• DIRECTIONS
Copy out each line of the data that holds the word "chrono".

• Collected data
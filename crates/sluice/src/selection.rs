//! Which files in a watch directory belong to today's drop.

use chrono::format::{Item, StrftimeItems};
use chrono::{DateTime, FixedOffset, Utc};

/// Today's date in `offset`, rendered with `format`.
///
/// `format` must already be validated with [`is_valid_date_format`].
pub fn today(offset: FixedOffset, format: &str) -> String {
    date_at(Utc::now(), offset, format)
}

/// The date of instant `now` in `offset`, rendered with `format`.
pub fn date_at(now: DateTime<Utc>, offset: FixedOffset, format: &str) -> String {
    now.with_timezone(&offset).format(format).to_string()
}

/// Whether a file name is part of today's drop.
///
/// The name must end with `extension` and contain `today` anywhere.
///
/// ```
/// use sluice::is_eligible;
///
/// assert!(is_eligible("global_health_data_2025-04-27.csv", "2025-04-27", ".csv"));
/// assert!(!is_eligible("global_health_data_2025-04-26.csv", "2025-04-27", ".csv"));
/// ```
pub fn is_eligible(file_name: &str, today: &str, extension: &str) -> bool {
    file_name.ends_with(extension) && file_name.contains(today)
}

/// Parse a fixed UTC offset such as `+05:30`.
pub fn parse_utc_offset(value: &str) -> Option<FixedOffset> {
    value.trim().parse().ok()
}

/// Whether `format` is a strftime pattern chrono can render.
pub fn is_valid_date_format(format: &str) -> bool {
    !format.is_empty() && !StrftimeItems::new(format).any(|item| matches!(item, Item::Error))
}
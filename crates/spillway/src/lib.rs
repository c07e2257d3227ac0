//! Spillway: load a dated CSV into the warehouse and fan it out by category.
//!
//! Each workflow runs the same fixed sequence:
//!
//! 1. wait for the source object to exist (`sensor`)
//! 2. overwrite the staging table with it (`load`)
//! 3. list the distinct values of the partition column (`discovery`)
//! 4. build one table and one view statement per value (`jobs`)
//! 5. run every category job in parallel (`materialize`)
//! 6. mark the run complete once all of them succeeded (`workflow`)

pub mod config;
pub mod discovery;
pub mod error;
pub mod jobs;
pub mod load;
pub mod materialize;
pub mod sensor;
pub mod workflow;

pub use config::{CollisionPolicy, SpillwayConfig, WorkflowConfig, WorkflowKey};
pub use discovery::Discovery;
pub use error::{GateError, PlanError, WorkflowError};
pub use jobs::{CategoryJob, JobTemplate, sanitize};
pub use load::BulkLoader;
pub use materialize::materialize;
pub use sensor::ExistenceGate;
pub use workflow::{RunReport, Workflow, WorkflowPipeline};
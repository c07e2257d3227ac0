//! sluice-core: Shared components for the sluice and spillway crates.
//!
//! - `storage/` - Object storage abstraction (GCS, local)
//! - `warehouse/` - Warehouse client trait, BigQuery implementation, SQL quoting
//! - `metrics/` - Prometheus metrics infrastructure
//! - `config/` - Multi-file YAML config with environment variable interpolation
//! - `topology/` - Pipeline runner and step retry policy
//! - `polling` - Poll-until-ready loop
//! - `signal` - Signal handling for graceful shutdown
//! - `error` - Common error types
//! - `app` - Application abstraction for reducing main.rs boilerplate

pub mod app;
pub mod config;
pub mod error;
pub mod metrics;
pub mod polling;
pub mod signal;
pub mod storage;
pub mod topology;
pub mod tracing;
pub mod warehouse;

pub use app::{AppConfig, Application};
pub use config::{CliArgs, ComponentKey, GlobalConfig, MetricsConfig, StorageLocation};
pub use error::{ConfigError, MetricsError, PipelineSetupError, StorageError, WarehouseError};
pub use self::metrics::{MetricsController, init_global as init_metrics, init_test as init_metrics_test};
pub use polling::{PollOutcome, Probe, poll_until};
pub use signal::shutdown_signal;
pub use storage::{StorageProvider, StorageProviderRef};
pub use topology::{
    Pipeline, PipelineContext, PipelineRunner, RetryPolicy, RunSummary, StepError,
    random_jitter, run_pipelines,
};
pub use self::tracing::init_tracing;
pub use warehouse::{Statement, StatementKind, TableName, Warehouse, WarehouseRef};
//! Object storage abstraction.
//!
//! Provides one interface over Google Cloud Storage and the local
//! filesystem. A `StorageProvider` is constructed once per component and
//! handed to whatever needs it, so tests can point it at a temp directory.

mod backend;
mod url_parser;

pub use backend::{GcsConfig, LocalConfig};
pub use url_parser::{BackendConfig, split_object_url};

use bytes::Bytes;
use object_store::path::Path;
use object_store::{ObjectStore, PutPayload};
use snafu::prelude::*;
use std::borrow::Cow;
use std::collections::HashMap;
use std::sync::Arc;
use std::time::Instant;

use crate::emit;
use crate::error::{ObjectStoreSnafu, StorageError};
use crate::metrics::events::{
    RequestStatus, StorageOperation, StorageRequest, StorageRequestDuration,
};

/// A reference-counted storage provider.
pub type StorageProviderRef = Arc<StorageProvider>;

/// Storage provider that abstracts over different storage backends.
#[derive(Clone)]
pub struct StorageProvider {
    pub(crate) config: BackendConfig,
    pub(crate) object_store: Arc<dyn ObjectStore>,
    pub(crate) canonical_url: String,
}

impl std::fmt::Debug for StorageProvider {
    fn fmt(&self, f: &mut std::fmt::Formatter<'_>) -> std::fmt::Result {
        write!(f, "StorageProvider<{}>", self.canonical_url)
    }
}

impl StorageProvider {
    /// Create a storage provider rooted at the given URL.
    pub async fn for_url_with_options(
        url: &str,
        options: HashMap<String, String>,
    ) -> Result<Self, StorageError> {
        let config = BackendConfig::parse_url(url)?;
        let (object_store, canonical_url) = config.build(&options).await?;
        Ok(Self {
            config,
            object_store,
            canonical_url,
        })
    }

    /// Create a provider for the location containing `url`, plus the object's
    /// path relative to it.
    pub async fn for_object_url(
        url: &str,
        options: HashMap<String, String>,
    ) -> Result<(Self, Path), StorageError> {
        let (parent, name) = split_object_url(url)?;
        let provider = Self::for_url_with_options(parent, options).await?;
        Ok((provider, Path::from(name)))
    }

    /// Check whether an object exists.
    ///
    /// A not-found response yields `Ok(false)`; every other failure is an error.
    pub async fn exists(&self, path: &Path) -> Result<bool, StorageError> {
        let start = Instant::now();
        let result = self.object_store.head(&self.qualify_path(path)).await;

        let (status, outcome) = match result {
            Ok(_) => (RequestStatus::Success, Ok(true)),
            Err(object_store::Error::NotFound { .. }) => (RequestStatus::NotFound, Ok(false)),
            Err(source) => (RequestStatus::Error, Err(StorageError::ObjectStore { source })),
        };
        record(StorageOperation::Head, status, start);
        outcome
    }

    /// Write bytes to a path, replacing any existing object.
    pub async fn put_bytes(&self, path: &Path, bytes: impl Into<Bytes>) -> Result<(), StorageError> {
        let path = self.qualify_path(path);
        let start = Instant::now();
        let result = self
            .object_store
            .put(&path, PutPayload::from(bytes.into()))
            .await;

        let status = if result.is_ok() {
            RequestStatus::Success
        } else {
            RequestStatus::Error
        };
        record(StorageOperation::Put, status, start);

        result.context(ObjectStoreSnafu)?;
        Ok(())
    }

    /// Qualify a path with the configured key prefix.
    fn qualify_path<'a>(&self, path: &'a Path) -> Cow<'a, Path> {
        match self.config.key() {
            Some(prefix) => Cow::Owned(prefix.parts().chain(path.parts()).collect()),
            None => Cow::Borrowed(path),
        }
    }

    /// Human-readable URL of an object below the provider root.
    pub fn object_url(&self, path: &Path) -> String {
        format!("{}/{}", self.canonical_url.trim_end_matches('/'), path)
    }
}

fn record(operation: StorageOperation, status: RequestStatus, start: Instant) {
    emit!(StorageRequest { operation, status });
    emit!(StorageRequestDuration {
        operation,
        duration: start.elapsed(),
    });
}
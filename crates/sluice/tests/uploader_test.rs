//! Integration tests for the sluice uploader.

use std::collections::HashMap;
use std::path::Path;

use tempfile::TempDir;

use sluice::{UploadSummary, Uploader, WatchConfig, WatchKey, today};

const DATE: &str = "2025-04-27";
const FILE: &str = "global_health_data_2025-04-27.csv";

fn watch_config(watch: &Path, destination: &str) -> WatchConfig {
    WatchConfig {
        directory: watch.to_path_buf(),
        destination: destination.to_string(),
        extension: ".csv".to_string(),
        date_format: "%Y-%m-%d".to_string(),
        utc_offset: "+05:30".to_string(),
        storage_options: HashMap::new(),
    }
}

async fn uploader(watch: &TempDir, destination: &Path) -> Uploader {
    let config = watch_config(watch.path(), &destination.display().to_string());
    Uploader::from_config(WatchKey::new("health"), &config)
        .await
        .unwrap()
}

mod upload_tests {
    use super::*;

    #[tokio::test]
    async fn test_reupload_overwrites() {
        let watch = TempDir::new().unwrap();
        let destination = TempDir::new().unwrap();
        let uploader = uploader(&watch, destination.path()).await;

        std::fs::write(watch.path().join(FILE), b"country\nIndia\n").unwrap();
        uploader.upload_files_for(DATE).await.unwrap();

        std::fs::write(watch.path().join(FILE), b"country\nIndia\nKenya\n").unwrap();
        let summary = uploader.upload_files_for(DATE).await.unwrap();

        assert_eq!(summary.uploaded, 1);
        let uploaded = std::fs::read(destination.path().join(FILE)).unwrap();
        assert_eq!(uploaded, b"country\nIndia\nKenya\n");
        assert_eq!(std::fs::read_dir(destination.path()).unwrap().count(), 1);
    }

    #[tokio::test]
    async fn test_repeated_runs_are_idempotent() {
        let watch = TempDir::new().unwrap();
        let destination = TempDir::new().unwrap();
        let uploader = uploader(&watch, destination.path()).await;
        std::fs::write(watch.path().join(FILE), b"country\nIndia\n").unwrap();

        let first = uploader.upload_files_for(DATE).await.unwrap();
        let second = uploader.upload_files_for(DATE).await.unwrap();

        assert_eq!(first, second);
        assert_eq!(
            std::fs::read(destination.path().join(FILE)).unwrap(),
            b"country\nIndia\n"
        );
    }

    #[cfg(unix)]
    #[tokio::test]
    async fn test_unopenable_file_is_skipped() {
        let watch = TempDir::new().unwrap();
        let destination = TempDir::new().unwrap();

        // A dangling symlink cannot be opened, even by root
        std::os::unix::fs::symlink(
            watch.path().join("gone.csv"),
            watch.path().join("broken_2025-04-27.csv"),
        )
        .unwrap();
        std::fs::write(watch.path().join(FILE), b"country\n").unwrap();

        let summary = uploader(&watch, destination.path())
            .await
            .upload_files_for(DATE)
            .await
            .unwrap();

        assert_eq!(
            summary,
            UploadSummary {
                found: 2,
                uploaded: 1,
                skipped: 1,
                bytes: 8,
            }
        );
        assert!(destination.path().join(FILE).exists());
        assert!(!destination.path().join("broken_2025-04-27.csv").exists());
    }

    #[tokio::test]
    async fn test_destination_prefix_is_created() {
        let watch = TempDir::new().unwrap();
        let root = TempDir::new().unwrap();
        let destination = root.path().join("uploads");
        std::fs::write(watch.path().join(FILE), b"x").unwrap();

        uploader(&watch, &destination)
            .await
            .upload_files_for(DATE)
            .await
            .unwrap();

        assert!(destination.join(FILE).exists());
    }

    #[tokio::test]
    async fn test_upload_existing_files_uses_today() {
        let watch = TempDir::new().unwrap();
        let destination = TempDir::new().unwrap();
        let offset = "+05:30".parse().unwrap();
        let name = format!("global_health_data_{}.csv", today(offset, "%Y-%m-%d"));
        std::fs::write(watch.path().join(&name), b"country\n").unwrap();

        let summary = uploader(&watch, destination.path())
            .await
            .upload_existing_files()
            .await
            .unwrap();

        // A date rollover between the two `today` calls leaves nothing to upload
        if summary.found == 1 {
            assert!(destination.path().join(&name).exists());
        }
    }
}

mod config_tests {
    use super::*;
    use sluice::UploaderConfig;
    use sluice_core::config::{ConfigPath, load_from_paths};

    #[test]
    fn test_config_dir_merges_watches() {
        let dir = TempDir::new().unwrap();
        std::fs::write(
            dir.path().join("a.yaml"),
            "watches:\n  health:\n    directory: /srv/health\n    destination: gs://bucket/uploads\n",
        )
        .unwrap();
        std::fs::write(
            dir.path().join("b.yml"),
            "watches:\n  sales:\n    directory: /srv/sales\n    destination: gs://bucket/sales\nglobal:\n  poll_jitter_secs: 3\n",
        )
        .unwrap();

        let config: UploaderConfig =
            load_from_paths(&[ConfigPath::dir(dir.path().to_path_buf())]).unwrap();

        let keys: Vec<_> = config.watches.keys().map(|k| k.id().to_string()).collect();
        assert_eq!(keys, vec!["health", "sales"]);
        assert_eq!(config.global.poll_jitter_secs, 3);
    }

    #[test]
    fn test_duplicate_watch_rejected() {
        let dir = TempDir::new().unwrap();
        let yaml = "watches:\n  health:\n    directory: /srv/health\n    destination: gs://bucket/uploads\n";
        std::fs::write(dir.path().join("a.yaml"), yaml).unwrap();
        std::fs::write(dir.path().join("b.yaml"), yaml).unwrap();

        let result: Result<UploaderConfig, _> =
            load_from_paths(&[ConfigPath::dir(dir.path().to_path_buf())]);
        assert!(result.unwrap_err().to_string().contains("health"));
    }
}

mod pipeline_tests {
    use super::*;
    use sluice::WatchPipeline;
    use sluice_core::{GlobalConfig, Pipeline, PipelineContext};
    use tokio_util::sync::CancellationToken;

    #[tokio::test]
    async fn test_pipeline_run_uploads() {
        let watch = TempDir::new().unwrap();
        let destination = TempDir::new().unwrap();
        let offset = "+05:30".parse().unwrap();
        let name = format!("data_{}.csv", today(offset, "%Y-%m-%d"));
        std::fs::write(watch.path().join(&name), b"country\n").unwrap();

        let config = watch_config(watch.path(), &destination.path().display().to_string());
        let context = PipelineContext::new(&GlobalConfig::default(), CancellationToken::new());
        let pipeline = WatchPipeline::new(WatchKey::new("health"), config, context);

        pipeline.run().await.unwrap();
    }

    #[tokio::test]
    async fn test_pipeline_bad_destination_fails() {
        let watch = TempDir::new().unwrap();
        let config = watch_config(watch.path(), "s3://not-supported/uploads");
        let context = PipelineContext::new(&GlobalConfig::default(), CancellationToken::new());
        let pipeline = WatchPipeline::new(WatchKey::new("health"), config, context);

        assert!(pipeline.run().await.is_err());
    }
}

• YOUR RESPONSE
use chrono::format::{Item, StrftimeItems};
use chrono::{DateTime, FixedOffset, Utc};
/// Whether `format` is a strftime pattern chrono can render.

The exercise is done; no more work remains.